Comparing transplant data between countries may help address the global organ shortage, according to a new study. The study provides evidence that some kidneys discarded in the United States are a lost opportunity that could have benefitted some patients.
Approximately 2,000 donated kidneys are discarded in the United States each year, despite a serious shortage of organs for transplantation. By studying transplant data from the United Network for Organ Sharing and from the French Organ Procurement Agency from 2004 to 2014, Olivier Aubert, MD, PhD, Alexandre Loupy, MD, PhD (Paris Translational Research Center for Organ Transplantation), and their colleagues compared kidney quality and outcomes between the United States and France.
During this period, 156,089 kidneys in the United States and 29,984 kidneys in France were procured for transplant. A much higher proportion of transplanted French kidneys were considered higher-risk organs (as measured by the kidney donor profile index, KDPI) compared with US organs. During the decade, the KDPI of US kidneys only increased modestly, while in France, a steadily rising KDPI reflected a trend of more aggressive organ use. Models predicted that many transplanted French kidneys would have had a high probability of discard in the US system. If US centers adopted greater willingness to accept kidneys from older donors and other higher-risk donor groups, this change would provide an additional 132,445 allograft life-years to US transplant candidates over 10 years.
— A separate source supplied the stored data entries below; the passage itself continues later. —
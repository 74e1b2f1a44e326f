// SPDX-FileCopyrightText: 2026 Keyward Contributors
// SPDX-License-Identifier: MIT OR Apache-2.0

//! Code signatures and the requirement language used to constrain them.
//!
//! A requirement is a small boolean expression over the attributes of a
//! verified code signature:
//!
//! ```text
//! expr    := term ("or" term)*
//! term    := factor ("and" factor)*
//! factor  := "!" factor | "(" expr ")" | atom
//! atom    := "always" | "never"
//!          | "anchor" ("vendor" | HEX64)
//!          | "identifier" STRING
//!          | "group" STRING
//!          | "cdhash" HEX64
//! ```
//!
//! Requirements serialize as their canonical text so ACL sections stay readable.

use std::fmt;
use std::str::FromStr;

use ed25519_dalek::{Signer, SigningKey};
use serde::{Deserialize, Deserializer, Serialize, Serializer};

use crate::error::KeywardError;

/// Deepest expression tree a requirement may parse into.
pub const MAX_REQUIREMENT_DEPTH: usize = 32;

/// A signature over a program's code digest, as reported for a requesting process.
#[derive(Debug, Clone, PartialEq, Eq)]
pub struct CodeSignature {
    /// Signing identifier, e.g. `com.example.mail`.
    pub identifier: String,
    /// Vendor group the signer placed the program in.
    pub group: Option<String>,
    /// Ed25519 public key of the signer (the anchor).
    pub signer: [u8; 32],
    /// Digest of the signed code.
    pub code_digest: [u8; 32],
    /// Ed25519 signature over [`CodeSignature::signed_payload`].
    pub signature: [u8; 64],
}

impl CodeSignature {
    /// Bytes covered by the signature: digest, identifier and group, length-prefixed.
    pub fn signed_payload(identifier: &str, group: Option<&str>, code_digest: &[u8; 32]) -> Vec<u8> {
        let group = group.unwrap_or("");
        let mut payload = Vec::with_capacity(32 + 8 + identifier.len() + group.len());
        payload.extend_from_slice(code_digest);
        payload.extend_from_slice(&(identifier.len() as u32).to_be_bytes());
        payload.extend_from_slice(identifier.as_bytes());
        payload.extend_from_slice(&(group.len() as u32).to_be_bytes());
        payload.extend_from_slice(group.as_bytes());
        payload
    }

    /// Sign a code digest. Used by packaging tools and tests.
    pub fn sign(
        key: &SigningKey,
        identifier: impl Into<String>,
        group: Option<String>,
        code_digest: [u8; 32],
    ) -> Self {
        let identifier = identifier.into();
        let payload = Self::signed_payload(&identifier, group.as_deref(), &code_digest);
        let signature = key.sign(&payload).to_bytes();
        Self {
            identifier,
            group,
            signer: key.verifying_key().to_bytes(),
            code_digest,
            signature,
        }
    }

    pub fn payload(&self) -> Vec<u8> {
        Self::signed_payload(&self.identifier, self.group.as_deref(), &self.code_digest)
    }
}

/// Outcome of checking a code signature against a requirement.
#[derive(Debug, Clone, Copy, PartialEq, Eq)]
pub enum CodeCheck {
    Accept,
    /// The process carries no signature at all.
    RejectUnsigned,
    /// Invalid signature, or a valid one that does not satisfy the requirement.
    RejectOther,
}

/// A parsed code requirement expression.
#[derive(Debug, Clone, PartialEq, Eq)]
pub enum Requirement {
    Always,
    Never,
    /// Signed by the configured vendor anchor key.
    VendorAnchor,
    /// Signed by this exact key.
    Anchor([u8; 32]),
    Identifier(String),
    Group(String),
    CodeDigest([u8; 32]),
    Not(Box<Requirement>),
    And(Box<Requirement>, Box<Requirement>),
    Or(Box<Requirement>, Box<Requirement>),
}

impl Requirement {
    pub fn parse(text: &str) -> Result<Self, KeywardError> {
        let tokens = tokenize(text)?;
        let mut parser = Parser {
            tokens,
            pos: 0,
            nesting: 0,
        };
        let (req, _) = parser.expr()?;
        if parser.pos != parser.tokens.len() {
            return Err(invalid(format!(
                "unexpected trailing input in requirement `{text}`"
            )));
        }
        Ok(req)
    }

    pub fn and(self, other: Requirement) -> Self {
        Self::And(Box::new(self), Box::new(other))
    }

    pub fn or(self, other: Requirement) -> Self {
        Self::Or(Box::new(self), Box::new(other))
    }

    /// The requirement "this identifier, signed by this signer".
    pub fn designated(signature: &CodeSignature) -> Self {
        Self::Identifier(signature.identifier.clone()).and(Self::Anchor(signature.signer))
    }

    /// Evaluate against an already verified signature.
    pub fn evaluate(&self, signature: &CodeSignature, vendor_anchor: Option<&[u8; 32]>) -> bool {
        match self {
            Self::Always => true,
            Self::Never => false,
            Self::VendorAnchor => vendor_anchor.is_some_and(|key| *key == signature.signer),
            Self::Anchor(key) => *key == signature.signer,
            Self::Identifier(id) => *id == signature.identifier,
            Self::Group(group) => signature.group.as_deref() == Some(group.as_str()),
            Self::CodeDigest(digest) => *digest == signature.code_digest,
            Self::Not(inner) => !inner.evaluate(signature, vendor_anchor),
            Self::And(a, b) => {
                a.evaluate(signature, vendor_anchor) && b.evaluate(signature, vendor_anchor)
            }
            Self::Or(a, b) => {
                a.evaluate(signature, vendor_anchor) || b.evaluate(signature, vendor_anchor)
            }
        }
    }

    fn precedence(&self) -> u8 {
        match self {
            Self::Or(..) => 0,
            Self::And(..) => 1,
            _ => 2,
        }
    }

    fn write_operand(&self, f: &mut fmt::Formatter<'_>, min: u8) -> fmt::Result {
        if self.precedence() < min {
            write!(f, "({self})")
        } else {
            write!(f, "{self}")
        }
    }
}

impl fmt::Display for Requirement {
    fn fmt(&self, f: &mut fmt::Formatter<'_>) -> fmt::Result {
        match self {
            Self::Always => f.write_str("always"),
            Self::Never => f.write_str("never"),
            Self::VendorAnchor => f.write_str("anchor vendor"),
            Self::Anchor(key) => write!(f, "anchor {}", hex::encode(key)),
            Self::Identifier(id) => write!(f, "identifier {}", quote(id)),
            Self::Group(group) => write!(f, "group {}", quote(group)),
            Self::CodeDigest(digest) => write!(f, "cdhash {}", hex::encode(digest)),
            Self::Not(inner) => {
                f.write_str("!")?;
                inner.write_operand(f, 2)
            }
            Self::And(a, b) => {
                a.write_operand(f, 1)?;
                f.write_str(" and ")?;
                b.write_operand(f, 2)
            }
            Self::Or(a, b) => {
                a.write_operand(f, 0)?;
                f.write_str(" or ")?;
                b.write_operand(f, 1)
            }
        }
    }
}

impl FromStr for Requirement {
    type Err = KeywardError;

    fn from_str(s: &str) -> Result<Self, Self::Err> {
        Self::parse(s)
    }
}

impl Serialize for Requirement {
    fn serialize<S: Serializer>(&self, serializer: S) -> Result<S::Ok, S::Error> {
        serializer.collect_str(self)
    }
}

impl<'de> Deserialize<'de> for Requirement {
    fn deserialize<D: Deserializer<'de>>(deserializer: D) -> Result<Self, D::Error> {
        let text = String::deserialize(deserializer)?;
        Requirement::parse(&text).map_err(serde::de::Error::custom)
    }
}

fn invalid(message: String) -> KeywardError {
    KeywardError::InvalidAclSubjectValue(message)
}

fn quote(s: &str) -> String {
    format!("\"{}\"", s.replace('\\', "\\\\").replace('"', "\\\""))
}

#[derive(Debug, Clone, PartialEq, Eq)]
enum Token {
    Word(String),
    Str(String),
    Open,
    Close,
    Bang,
}

fn tokenize(text: &str) -> Result<Vec<Token>, KeywardError> {
    let mut tokens = Vec::new();
    let mut chars = text.chars().peekable();
    while let Some(&c) = chars.peek() {
        match c {
            c if c.is_whitespace() => {
                chars.next();
            }
            '(' => {
                chars.next();
                tokens.push(Token::Open);
            }
            ')' => {
                chars.next();
                tokens.push(Token::Close);
            }
            '!' => {
                chars.next();
                tokens.push(Token::Bang);
            }
            '"' => {
                chars.next();
                let mut s = String::new();
                loop {
                    match chars.next() {
                        Some('"') => break,
                        Some('\\') => match chars.next() {
                            Some(escaped) => s.push(escaped),
                            None => return Err(invalid("dangling escape in requirement".into())),
                        },
                        Some(other) => s.push(other),
                        None => return Err(invalid("unterminated string in requirement".into())),
                    }
                }
                tokens.push(Token::Str(s));
            }
            _ => {
                let mut word = String::new();
                while let Some(&c) = chars.peek() {
                    if c.is_whitespace() || matches!(c, '(' | ')' | '!' | '"') {
                        break;
                    }
                    word.push(c);
                    chars.next();
                }
                tokens.push(Token::Word(word));
            }
        }
    }
    if tokens.is_empty() {
        return Err(invalid("empty requirement".into()));
    }
    Ok(tokens)
}

/// A parsed subexpression and the depth of its tree.
type Parsed = (Requirement, usize);

struct Parser {
    tokens: Vec<Token>,
    pos: usize,
    /// Open `!` and `(` frames on the parser's own stack.
    nesting: usize,
}

fn bounded(depth: usize) -> Result<usize, KeywardError> {
    if depth > MAX_REQUIREMENT_DEPTH {
        return Err(invalid(format!(
            "requirement nests deeper than {MAX_REQUIREMENT_DEPTH} levels"
        )));
    }
    Ok(depth)
}

impl Parser {
    fn next(&mut self) -> Option<Token> {
        let token = self.tokens.get(self.pos).cloned();
        if token.is_some() {
            self.pos += 1;
        }
        token
    }

    fn peek_word(&self, word: &str) -> bool {
        matches!(self.tokens.get(self.pos), Some(Token::Word(w)) if w == word)
    }

    fn descend(&mut self) -> Result<(), KeywardError> {
        self.nesting += 1;
        bounded(self.nesting).map(drop)
    }

    fn expr(&mut self) -> Result<Parsed, KeywardError> {
        let (mut lhs, mut depth) = self.term()?;
        while self.peek_word("or") {
            self.pos += 1;
            let (rhs, rhs_depth) = self.term()?;
            depth = bounded(depth.max(rhs_depth) + 1)?;
            lhs = lhs.or(rhs);
        }
        Ok((lhs, depth))
    }

    fn term(&mut self) -> Result<Parsed, KeywardError> {
        let (mut lhs, mut depth) = self.factor()?;
        while self.peek_word("and") {
            self.pos += 1;
            let (rhs, rhs_depth) = self.factor()?;
            depth = bounded(depth.max(rhs_depth) + 1)?;
            lhs = lhs.and(rhs);
        }
        Ok((lhs, depth))
    }

    fn factor(&mut self) -> Result<Parsed, KeywardError> {
        match self.next() {
            Some(Token::Bang) => {
                self.descend()?;
                let (inner, depth) = self.factor()?;
                self.nesting -= 1;
                Ok((Requirement::Not(Box::new(inner)), bounded(depth + 1)?))
            }
            Some(Token::Open) => {
                self.descend()?;
                let inner = self.expr()?;
                self.nesting -= 1;
                match self.next() {
                    Some(Token::Close) => Ok(inner),
                    _ => Err(invalid("missing `)` in requirement".into())),
                }
            }
            Some(Token::Word(word)) => Ok((self.atom(&word)?, 1)),
            other => Err(invalid(format!("unexpected token {other:?} in requirement"))),
        }
    }

    fn atom(&mut self, word: &str) -> Result<Requirement, KeywardError> {
        match word {
            "always" => Ok(Requirement::Always),
            "never" => Ok(Requirement::Never),
            "anchor" => match self.next() {
                Some(Token::Word(w)) if w == "vendor" => Ok(Requirement::VendorAnchor),
                Some(Token::Word(w)) => Ok(Requirement::Anchor(parse_hex32(&w)?)),
                _ => Err(invalid("`anchor` expects `vendor` or a hex key".into())),
            },
            "identifier" => Ok(Requirement::Identifier(self.string("identifier")?)),
            "group" => Ok(Requirement::Group(self.string("group")?)),
            "cdhash" => match self.next() {
                Some(Token::Word(w)) => Ok(Requirement::CodeDigest(parse_hex32(&w)?)),
                _ => Err(invalid("`cdhash` expects a hex digest".into())),
            },
            other => Err(invalid(format!("unknown requirement keyword `{other}`"))),
        }
    }

    fn string(&mut self, keyword: &str) -> Result<String, KeywardError> {
        match self.next() {
            Some(Token::Str(s)) => Ok(s),
            _ => Err(invalid(format!("`{keyword}` expects a quoted string"))),
        }
    }
}

fn parse_hex32(text: &str) -> Result<[u8; 32], KeywardError> {
    let bytes = hex::decode(text).map_err(|e| invalid(format!("bad hex `{text}`: {e}")))?;
    bytes
        .try_into()
        .map_err(|_| invalid(format!("expected 32 bytes of hex, got `{text}`")))
}
// SPDX-FileCopyrightText: 2026 Keyward Contributors
// SPDX-License-Identifier: MIT OR Apache-2.0

//! Test utilities shared by Keyward's unit and integration tests.

pub mod agent;
pub mod fixtures;

pub use agent::ScriptedAgent;
pub use fixtures::{fast_config, signed_process, unsigned_process, Signer};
“The global shortage of organs for transplantation is a major public health concern. In the US alone, approximately 100,000 individuals are waiting for a kidney transplant,” says Loupy. “New, creative solutions to address this concern are needed. By comparing transplant practices in two countries, we provide fresh evidence that older deceased donor organs are a valuable underutilized resource.”
Aubert notes that international comparisons of transplant practice offer a natural experiment “so that the successful innovations in each country can be rapidly identified and exported. Transplantation could benefit from additional studies that cross borders, as this one did.”